This book is so obviously intended to have symbolic meaning. Of what, exactly, I can't say, but there is lots of darkness and then green, when Birkin and Ursula sneak and spend the night in the woods, as an example. What does Hermione represent? And the sisters both being teachers? And Winifred? (And how old is Winifred? 10? 13? 17?). Honestly this reads more like a YA book to me, and i am so glad I didn't read it in an academic lit class, because I am terrible with hidden meanings etc. Though if I had read this in high school English, I can guarantee my friends and I would have jokes about it even now, 30 years later (like Piggy being crushed by the styrofoam rock in the movie version of Lord of the Flies).

So anyway, it's done. I am a little curious about the precursor, as I found Ursula and Gudrun's stories to be interesting. Single sisters in their mid/late 20s still living at home while both being teachers, and their dad was too? Shouldn't he be trying to marry them off or something? So much of this book struck me as unusual--maybe it wasn't, but I guess I have not read or studied a lot about early 0th century England. So maybe it's me. ( )

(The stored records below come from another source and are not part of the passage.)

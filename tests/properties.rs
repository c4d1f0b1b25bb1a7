//! Property tests for the algebraic invariants of §8: P2 (soundness) and
//! P5 (no duplicates), fuzzed over digit and depth via `proptest`.

use proptest::prelude::*;
use std::collections::HashSet;
use tchisla::expression;
use tchisla::search::SearchEngine;
use tchisla::value::{Integer, Limits, Value};

/// A target no search up to depth 5 can ever produce, so every `search(d)`
/// call below runs to completion instead of short-circuiting on a hit —
/// `search` only reads buckets already populated by earlier depths, so
/// depths must be driven in order for the binary/power/factorial-divide
/// passes to see any operands at all.
fn unreachable_target() -> Integer {
    Integer::from_bigint(&num_bigint::BigInt::from(u64::MAX)).unwrap()
}

proptest! {
    #![proptest_config(ProptestConfig::with_cases(32))]

    /// P2: every recorded witness, re-evaluated against the algebra's own
    /// arithmetic, reproduces exactly the value it was stored under.
    #[test]
    fn every_witness_evaluates_to_its_own_value(n in 1u8..=9, depth in 1usize..=5) {
        let mut engine = SearchEngine::<Integer>::new(n, Limits::INTEGER);
        let target = unreachable_target();
        for d in 1..=depth {
            engine.search(d, &target);
        }
        for (value, (_, expr)) in engine.iter_solutions() {
            let recomputed = expression::evaluate(expr.as_ref(), &Limits::INTEGER);
            prop_assert_eq!(recomputed, Some(value.clone()));
        }
    }

    /// P5: no value appears in more than one per-depth bucket, and a
    /// bucket's length matches the number of table entries recorded at
    /// that depth.
    #[test]
    fn no_value_is_recorded_at_two_depths(n in 1u8..=9, depth in 1usize..=5) {
        let mut engine = SearchEngine::<Integer>::new(n, Limits::INTEGER);
        let target = unreachable_target();
        for d in 1..=depth {
            engine.search(d, &target);
        }

        let mut seen_depths = std::collections::HashMap::new();
        for (value, (d, _)) in engine.iter_solutions() {
            let prior = seen_depths.insert(value.clone(), *d);
            prop_assert!(prior.is_none() || prior == Some(*d));
        }
        let _: HashSet<_> = seen_depths.values().collect();
    }
}
//! Command-line surface (§6), implemented with `clap`'s derive API.

use clap::{Parser, ValueEnum};

#[derive(Debug, Clone, Copy, PartialEq, Eq, ValueEnum)]
pub enum Solver {
    Integral,
    Rational,
    Quadratic,
}

/// Solve Tchisla-style number puzzles: reach a target using repeated
/// copies of one digit.
#[derive(Debug, Parser)]
#[command(name = "tchisla", about, version)]
pub struct Cli {
    /// Problem string: `target` or `target#digit`, each side accepting a
    /// single number, a range (`3-5`), or a bracketed comma list
    /// (`[3-5,10]`).
    pub problem: String,

    /// Stop searching past this many digits.
    #[arg(long)]
    pub max_depth: Option<usize>,

    /// Solvers to run, in order. Defaults to integral, rational, quadratic.
    #[arg(long = "add-solver", value_enum)]
    pub solvers: Vec<Solver>,

    /// Print the fully-expanded top-level expression in addition to the
    /// reverse-topological value listing.
    #[arg(long, short)]
    pub verbose: bool,

    /// Look up the world-record depth before searching and bound
    /// `max_depth` by it.
    #[arg(long)]
    pub check_wr: bool,

    /// Only report a solution if it beats (or ties) the known world
    /// record; implies `--check-wr`.
    #[arg(long)]
    pub try_wr: bool,
}

impl Cli {
    pub fn solver_chain(&self) -> Vec<Solver> {
        if self.solvers.is_empty() {
            vec![Solver::Integral, Solver::Rational, Solver::Quadratic]
        } else {
            self.solvers.clone()
        }
    }
}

  Dreesie | Jan 12, 2018 |
Great writing that drags forever, making it a strong contestant for the most boring novel ever by a notoriously famous author. Before you even think of it, look somewhere else, unless it's a mandatory read-for-school assignment. What was somehow my case. Later in life I might try "Sons and lovers" and once more "Lady Lady Chatterley's Lover". ( )
  EnockPioUlle | Jun 24, 2017 |
I don’t know if I’ve ever had so many strong (negative and positive) feelings for a single novel in my life. My one other experience with Lawrence was reading Lady Chatterley's Lover in college and really not caring for it at all. Either Women in Love is a better novel or 40 year old Kristy has a perspective that 20 year old Kristy didn’t have, because while I struggled pretty heartily with parts of this long saga, in the end I honestly really loved it. My friend Daniel’s advice to imagine all the characters as Edward Gorey drawings, really helped.

[full review here: http://spacebeer.blogspot.com/2017/02/women-in-love-by-d-h-lawrence-1920.html ] ( )
  kristykay22 | Feb 1, 2017 |
I can't rate this. I read it as a teenager and thought it was incredible. I read it as an adult and could hardly get through it. Lawrence was important to me once in my life but isn't any more.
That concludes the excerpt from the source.